10. Securities Lending
The Fund, along with other funds in the Delaware Funds, may lend its securities pursuant to a security lending agreement (Lending Agreement) with The Bank of New York Mellon (BNY Mellon). At the time a security is loaned, the borrower must post collateral equal to the required percentage of the market value of the loaned security, including any accrued interest. The required percentage is: (1) 102% with respect to US securities and foreign securities that are denominated and payable in US dollars; and (2) 105% with respect to foreign securities. With respect to each loan, if on any business day, the aggregate market value of securities collateral plus cash collateral held is less than the aggregate market value of the securities which are the subject of such loan, the borrower will be notified to provide additional collateral by the end of the following business day, which, together with the collateral already held, will be not less than the applicable initial collateral requirements for such security loan. If the aggregate market value of securities collateral and cash collateral held with respect to a security loan exceeds the applicable initial collateral requirement, upon request of the borrower, BNY Mellon must return enough collateral to the borrower by the end of the following business day to reduce the value of the remaining collateral to the applicable initial collateral requirement for such security loan.

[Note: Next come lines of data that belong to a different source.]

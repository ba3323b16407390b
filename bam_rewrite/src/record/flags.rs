// Flag bits of the SAM/BAM FLAG field, named after noodles.

use bitflags::bitflags;

bitflags! {
    /// SAM record flags.
    #[derive(Debug, Clone, Copy, PartialEq, Eq, Hash, Default)]
    pub struct Flags: u16 {
        /// Read is paired (0x1).
        const SEGMENTED = 0x01;
        /// Each segment is properly aligned (0x2).
        const PROPERLY_ALIGNED = 0x02;
        /// Read is unmapped (0x4).
        const UNMAPPED = 0x04;
        /// Mate is unmapped (0x8).
        const MATE_UNMAPPED = 0x08;
        /// Sequence is reverse complemented (0x10).
        const REVERSE_COMPLEMENTED = 0x10;
        /// Sequence of the mate is reverse complemented (0x20).
        const MATE_REVERSE_COMPLEMENTED = 0x20;
        /// First segment in the template (0x40).
        const FIRST_SEGMENT = 0x40;
        /// Last segment in the template (0x80).
        const LAST_SEGMENT = 0x80;
        /// Secondary alignment (0x100).
        const SECONDARY = 0x0100;
        /// Not passing quality controls (0x200).
        const QC_FAIL = 0x0200;
        /// PCR or optical duplicate (0x400).
        const DUPLICATE = 0x0400;
        /// Supplementary alignment (0x800).
        const SUPPLEMENTARY = 0x0800;
    }
}

impl Flags {
    pub fn is_segmented(self) -> bool {
        self.contains(Self::SEGMENTED)
    }

    pub fn is_unmapped(self) -> bool {
        self.contains(Self::UNMAPPED)
    }

    pub fn is_reverse_complemented(self) -> bool {
        self.contains(Self::REVERSE_COMPLEMENTED)
    }

    pub fn is_first_segment(self) -> bool {
        self.contains(Self::FIRST_SEGMENT)
    }

    pub fn is_last_segment(self) -> bool {
        self.contains(Self::LAST_SEGMENT)
    }

    pub fn is_secondary(self) -> bool {
        self.contains(Self::SECONDARY)
    }

    pub fn is_supplementary(self) -> bool {
        self.contains(Self::SUPPLEMENTARY)
    }
}
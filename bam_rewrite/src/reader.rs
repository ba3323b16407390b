mod header;
mod readahead;

use crate::block::Block;
use crate::codec::Format;
use crate::error::Result;
use crate::gz;
use crate::MAGIC_NUMBER;
use log::debug;
use std::io::{self, BufRead, BufReader, Read};

pub use header::{Header, Reference};
use readahead::Readahead;

use indicatif::{ProgressBar, ProgressStyle};

/// Supplies raw bytes to a frame splitter. `Ok(0)` means end of stream.
pub trait ByteSource: Send {
    fn read_bytes(&mut self, buf: &mut [u8]) -> io::Result<usize>;
}

impl<R: Read + Send> ByteSource for R {
    fn read_bytes(&mut self, buf: &mut [u8]) -> io::Result<usize> {
        self.read(buf)
    }
}

/// Decompressed view of a BGZF stream. Blocks are inflated in parallel ahead
/// of the reader.
pub struct BgzfReader {
    readahead: Readahead,
    block_buffer: Option<Block>,
    eof_reached: bool,
    count_of_bytes_read: u64,
    count_of_blocks: usize,
    progress_bar: Option<ProgressBar>,
}

impl BgzfReader {
    /// `track_progress` is the compressed size of the input, if a progress
    /// bar should be drawn.
    pub fn new<RSS: Read + Send + 'static>(
        inner: RSS,
        thread_num: usize,
        track_progress: Option<u64>,
    ) -> io::Result<Self> {
        let thread_num = thread_num.min(num_cpus::get());
        let readahead = Readahead::new(thread_num, Box::new(inner))?;
        let progress_bar = track_progress.map(|file_size| {
            let pb = ProgressBar::new(file_size);
            if let Ok(style) = ProgressStyle::default_bar().template(
                "{spinner:.green} [{elapsed_precise}] [{wide_bar:.cyan/blue}] {bytes}/{total_bytes} ({bytes_per_sec}, {eta})",
            ) {
                pb.set_style(style.progress_chars("#>-"));
            }
            pb
        });
        Ok(Self {
            readahead,
            block_buffer: Some(Block::default()),
            eof_reached: false,
            count_of_bytes_read: 0,
            count_of_blocks: 0,
            progress_bar,
        })
    }

    fn next_block(&mut self) -> io::Result<bool> {
        let old = self.block_buffer.take().unwrap_or_default();
        match self.readahead.get_block(old)? {
            None => {
                self.eof_reached = true;
                if let Some(pb) = &self.progress_bar {
                    pb.finish();
                }
                Ok(false)
            }
            Some(new_block) => {
                const CHECK_PROGRESS_ONCE_PER_BLOCKS: usize = 1000;
                self.count_of_blocks += 1;
                self.count_of_bytes_read += new_block.compressed_size;
                if let Some(pb) = &self.progress_bar {
                    if self.count_of_blocks % CHECK_PROGRESS_ONCE_PER_BLOCKS == 0 {
                        pb.set_position(self.count_of_bytes_read);
                    }
                }
                self.block_buffer = Some(new_block);
                Ok(true)
            }
        }
    }
}

impl Read for BgzfReader {
    fn read(&mut self, buf: &mut [u8]) -> io::Result<usize> {
        if buf.is_empty() {
            return Ok(0);
        }
        // Empty blocks (the EOF marker among them) are skipped.
        while !self.eof_reached {
            if let Some(block) = self.block_buffer.as_mut() {
                if block.remaining() > 0 {
                    return block.data_mut().read(buf);
                }
            }
            self.next_block()?;
        }
        Ok(0)
    }
}

/// An opened input: its header and the bytes of its records.
pub struct Input {
    pub format: Format,
    pub header: Header,
    pub source: Box<dyn Read + Send>,
}

impl std::fmt::Debug for Input {
    fn fmt(&self, f: &mut std::fmt::Formatter<'_>) -> std::fmt::Result {
        f.debug_struct("Input")
            .field("format", &self.format)
            .field("header", &self.header)
            .finish_non_exhaustive()
    }
}

fn peek<R: BufRead>(reader: &mut R) -> io::Result<&[u8]> {
    loop {
        match reader.fill_buf() {
            Err(e) if e.kind() == io::ErrorKind::Interrupted => continue,
            _ => break,
        }
    }
    reader.fill_buf()
}

/// Detects BGZF compression and BAM or SAM encoding from the first bytes of
/// `inner`, then reads the header.
pub fn open<R: Read + Send + 'static>(
    inner: R,
    thread_num: usize,
    track_progress: Option<u64>,
) -> Result<Input> {
    let mut raw = BufReader::new(inner);
    let compressed = peek(&mut raw)?.starts_with(&gz::MAGIC_NUMBER);
    let decoded: Box<dyn Read + Send> = if compressed {
        Box::new(BgzfReader::new(raw, thread_num, track_progress)?)
    } else {
        Box::new(raw)
    };

    let mut reader = BufReader::new(decoded);
    let (format, header) = if peek(&mut reader)?.starts_with(MAGIC_NUMBER) {
        (Format::Bam, Header::read_bam(&mut reader)?)
    } else {
        (Format::Sam, Header::read_sam(&mut reader)?)
    };
    debug!(
        "Opened {:?} input (BGZF: {}), {} references",
        format,
        compressed,
        header.references().len()
    );
    Ok(Input {
        format,
        header,
        source: Box::new(reader),
    })
}

#[cfg(test)]
mod tests {
    use super::*;
    use crate::gz::EOF_BLOCK;
    use crate::util::deflate_block;
    use flate2::Compression;
    use std::io::Cursor;

    fn bgzf(data: &[u8], chunk: usize) -> Vec<u8> {
        let mut out = Vec::new();
        for part in data.chunks(chunk) {
            deflate_block(part, Compression::fast(), &mut out).unwrap();
        }
        out.extend_from_slice(&EOF_BLOCK);
        out
    }

    #[test]
    fn test_bgzf_reader_restores_order() {
        let data: Vec<u8> = (0..200_000u32).map(|i| (i % 251) as u8).collect();
        let mut reader = BgzfReader::new(Cursor::new(bgzf(&data, 1000)), 4, None).unwrap();
        let mut out = Vec::new();
        reader.read_to_end(&mut out).unwrap();
        assert_eq!(out, data);
        assert_eq!(reader.read(&mut [0; 4]).unwrap(), 0);
    }

    #[test]
    fn test_bgzf_reader_reports_corrupt_block() {
        let mut compressed = bgzf(b"some bytes", 1000);
        compressed.truncate(compressed.len() - EOF_BLOCK.len() - 3);
        let mut reader = BgzfReader::new(Cursor::new(compressed), 3, None).unwrap();
        let mut out = Vec::new();
        assert!(reader.read_to_end(&mut out).is_err());
    }

    #[test]
    fn test_open_plain_sam() {
        let text = b"@SQ\tSN:c1\tLN:10\nr\t4\t*\t0\t0\t*\t*\t0\t0\t*\t*\n".to_vec();
        let mut input = open(Cursor::new(text), 1, None).unwrap();
        assert_eq!(input.format, Format::Sam);
        assert_eq!(input.header.ref_id("c1"), Some(0));
        let mut rest = Vec::new();
        input.source.read_to_end(&mut rest).unwrap();
        assert!(rest.starts_with(b"r\t4"));
    }

    #[test]
    fn test_open_bgzf_bam() {
        let header = Header::from_sam_text("@SQ\tSN:c1\tLN:10\n".to_string()).unwrap();
        let mut plain = Vec::new();
        header.write_bam(&mut plain).unwrap();
        plain.extend_from_slice(b"RECORDS");
        let input = open(Cursor::new(bgzf(&plain, 7)), 2, None).unwrap();
        assert_eq!(input.format, Format::Bam);
        assert_eq!(input.header, header);
    }

    #[test]
    fn test_open_empty_input() {
        let input = open(Cursor::new(Vec::new()), 1, None).unwrap();
        assert_eq!(input.format, Format::Sam);
        assert!(input.header.references().is_empty());
    }
}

As a result of the foregoing, the value of the collateral held with respect to a loaned security on any particular day may be more or less than the value of the security on loan. The collateral percentage with respect to the market value of the loaned security is determined by the security lending agent.
Cash collateral received by each fund of the Trust is generally invested in a series of individual separate accounts, each corresponding to a fund. The investment guidelines permit each separate account to hold certain securities that would be considered eligible securities for a money market fund. Cash collateral received is generally invested in government securities; certain obligations issued by government sponsored enterprises; repurchase agreements collateralized by US Treasury securities; obligations issued by the central government of any Organization for Economic Cooperation and Development (OECD) country or its agencies, instrumentalities, or establishments; obligations of supranational organizations; commercial paper, notes, bonds, and other debt obligations; certificates of deposit, time deposits, and other bank obligations; and asset-backed securities. A fund can also accept US government securities and letters of credit (non-cash collateral) in connection with securities loans.
71
Notes to financial statements
Delaware Strategic Income Fund
10. Securities Lending (continued)
In the event of default or bankruptcy by the lending agent, realization and/or retention of the collateral may be subject to legal proceedings. In the event the borrower fails to return loaned securities and the collateral received is insufficient to cover the value of the loaned securities and provided such collateral shortfall is not the result of investment losses, the lending agent has agreed to pay the amount of the shortfall to the Fund or, at the discretion of the lending agent, replace the loaned securities. The Fund continues to record dividends or interest, as applicable, on the securities loaned and is subject to changes in value of the securities loaned that may occur during the term of the loan. The Fund has the right under the Lending Agreement to recover the securities from the borrower on demand. With respect to security loans collateralized by non-cash collateral, the Fund receives loan premiums paid by the borrower. With respect to security loans collateralized by cash collateral, the earnings from the collateral investments are shared among the Fund, the security lending agent, and the borrower. The Fund records security lending income net of allocations to the security lending agent, and the borrower.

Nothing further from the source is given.